For those close to retirement age, there may still be the need to continue working for a variety of reasons, including financial reasons and the need to remain socially engaged. Whether you are ready to retire or not, Hill suggests that your financial plan for 2021 "should consider the possibility of part-time work in retirement if your health is good to help you achieve your goals."

businessman working on steps with laptop

4. Look for New Opportunities

Pay attention to your investments. Although the stock market has seen wild swings, some companies, including Amazon, Zoom and Apple, have proven to be resilient and have seen an increase in value.
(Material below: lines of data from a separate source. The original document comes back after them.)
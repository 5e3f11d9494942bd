pub mod keyboard;
pub mod pointer;
pub mod window;

pub use keyboard::wire_panel_toggle_h;
pub use pointer::wire_pointermove;
pub use window::{wire_page_lifecycle, wire_resize, wire_scroll};
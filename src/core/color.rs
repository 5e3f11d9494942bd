use std::fmt;

/// 8-bit sRGB color as authored in CSS (`#rrggbb`).
#[derive(Clone, Copy, Debug, PartialEq, Eq)]
pub struct Color {
    pub r: u8,
    pub g: u8,
    pub b: u8,
}

impl Color {
    pub const fn new(r: u8, g: u8, b: u8) -> Self {
        Self { r, g, b }
    }

    /// Parse `#rrggbb` or `#rgb`. The leading `#` is optional.
    pub fn from_hex(s: &str) -> Option<Self> {
        let hex = s.trim().trim_start_matches('#');
        if !hex.is_ascii() {
            return None;
        }
        match hex.len() {
            6 => {
                let r = u8::from_str_radix(&hex[0..2], 16).ok()?;
                let g = u8::from_str_radix(&hex[2..4], 16).ok()?;
                let b = u8::from_str_radix(&hex[4..6], 16).ok()?;
                Some(Self { r, g, b })
            }
            3 => {
                let nib = |i: usize| u8::from_str_radix(&hex[i..i + 1], 16).ok().map(|v| v * 17);
                Some(Self {
                    r: nib(0)?,
                    g: nib(1)?,
                    b: nib(2)?,
                })
            }
            _ => None,
        }
    }

    pub fn to_hex(self) -> String {
        format!("#{:02x}{:02x}{:02x}", self.r, self.g, self.b)
    }

    /// Linear-light RGBA for shading into an sRGB surface.
    pub fn to_linear_rgba(self) -> [f32; 4] {
        [
            srgb_to_linear(self.r),
            srgb_to_linear(self.g),
            srgb_to_linear(self.b),
            1.0,
        ]
    }
}

impl fmt::Display for Color {
    fn fmt(&self, f: &mut fmt::Formatter<'_>) -> fmt::Result {
        f.write_str(&self.to_hex())
    }
}

#[inline]
pub fn srgb_to_linear(c: u8) -> f32 {
    let c = c as f32 / 255.0;
    if c <= 0.04045 {
        c / 12.92
    } else {
        ((c + 0.055) / 1.055).powf(2.4)
    }
}
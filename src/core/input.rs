use glam::Vec2;

/// Section index for a scroll offset: one viewport height per section.
#[inline]
pub fn section_for_scroll(scroll_y: f64, viewport_height: u32, section_count: usize) -> usize {
    if section_count == 0 {
        return 0;
    }
    let h = viewport_height.max(1) as f64;
    let raw = (scroll_y.max(0.0) / h).floor();
    if !raw.is_finite() {
        return section_count - 1;
    }
    (raw as usize).min(section_count - 1)
}

/// Tracks the latest scroll offset and the section it falls in.
#[derive(Clone, Debug, Default)]
pub struct ScrollTracker {
    offset: f64,
    section: usize,
}

impl ScrollTracker {
    #[inline]
    pub fn offset(&self) -> f64 {
        self.offset
    }

    #[inline]
    pub fn section(&self) -> usize {
        self.section
    }

    /// Record a new offset. Returns the new section index when it changed.
    pub fn update(
        &mut self,
        scroll_y: f64,
        viewport_height: u32,
        section_count: usize,
    ) -> Option<usize> {
        self.offset = if scroll_y.is_finite() {
            scroll_y.max(0.0)
        } else {
            0.0
        };
        let next = section_for_scroll(self.offset, viewport_height, section_count);
        if next != self.section {
            self.section = next;
            Some(next)
        } else {
            None
        }
    }
}

/// Pointer position mapped to [-0.5, 0.5] around the viewport center.
///
/// Not clamped: a pointer outside the window may produce values past the edges.
#[inline]
pub fn cursor_offset(pointer_x: f32, pointer_y: f32, width: u32, height: u32) -> Vec2 {
    let w = width.max(1) as f32;
    let h = height.max(1) as f32;
    Vec2::new(pointer_x / w - 0.5, pointer_y / h - 0.5)
}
Others, such as airline, entertainment, hotel and cruise stocks, have experienced steep declines.

Ty Crandall, the CEO and founder of Credit Suite and author of two best-selling books on consumer and business credit, also sees 2021 as an opportunity for real estate investment. With the sudden shift to remote work, many companies no longer see the need to maintain large offices. Many small business owners and residential property owners may also be forced to sell, downsize or go into foreclosure. This, according to Crandall, “provides some amazing opportunities to buy residential and commercial properties as an investment at very low prices.”

5. Plan Ahead for Taxes

Don’t neglect setting money aside for taxes. Financial advisor Lorrie Delk Walker suggests putting 20 percent of your earnings in a savings account to cover your tax bill. Tracking your expenses and receipts is also important. “For those just starting out, it can be as simple as an envelope system where you have envelopes for office supplies, meals/entertainment, auto repairs, gas, equipment purchases, etc.” Lorrie also recommends working with a business tax consultant or bookkeeper to help identity what expenses you should track for tax purposes.

Making financial decisions can be difficult, and any missteps can cost thousands of dollars. For support and advice, consider working with a financial planner or an investment advisor to ensure that you are taking advantage of investment tools and tax advantages. For many across the country and around the world, 2020 cannot end soon enough. With a financial and business plan in place, and a strategy for a post-COVID world, businesses and individuals will have a clearer path moving forward.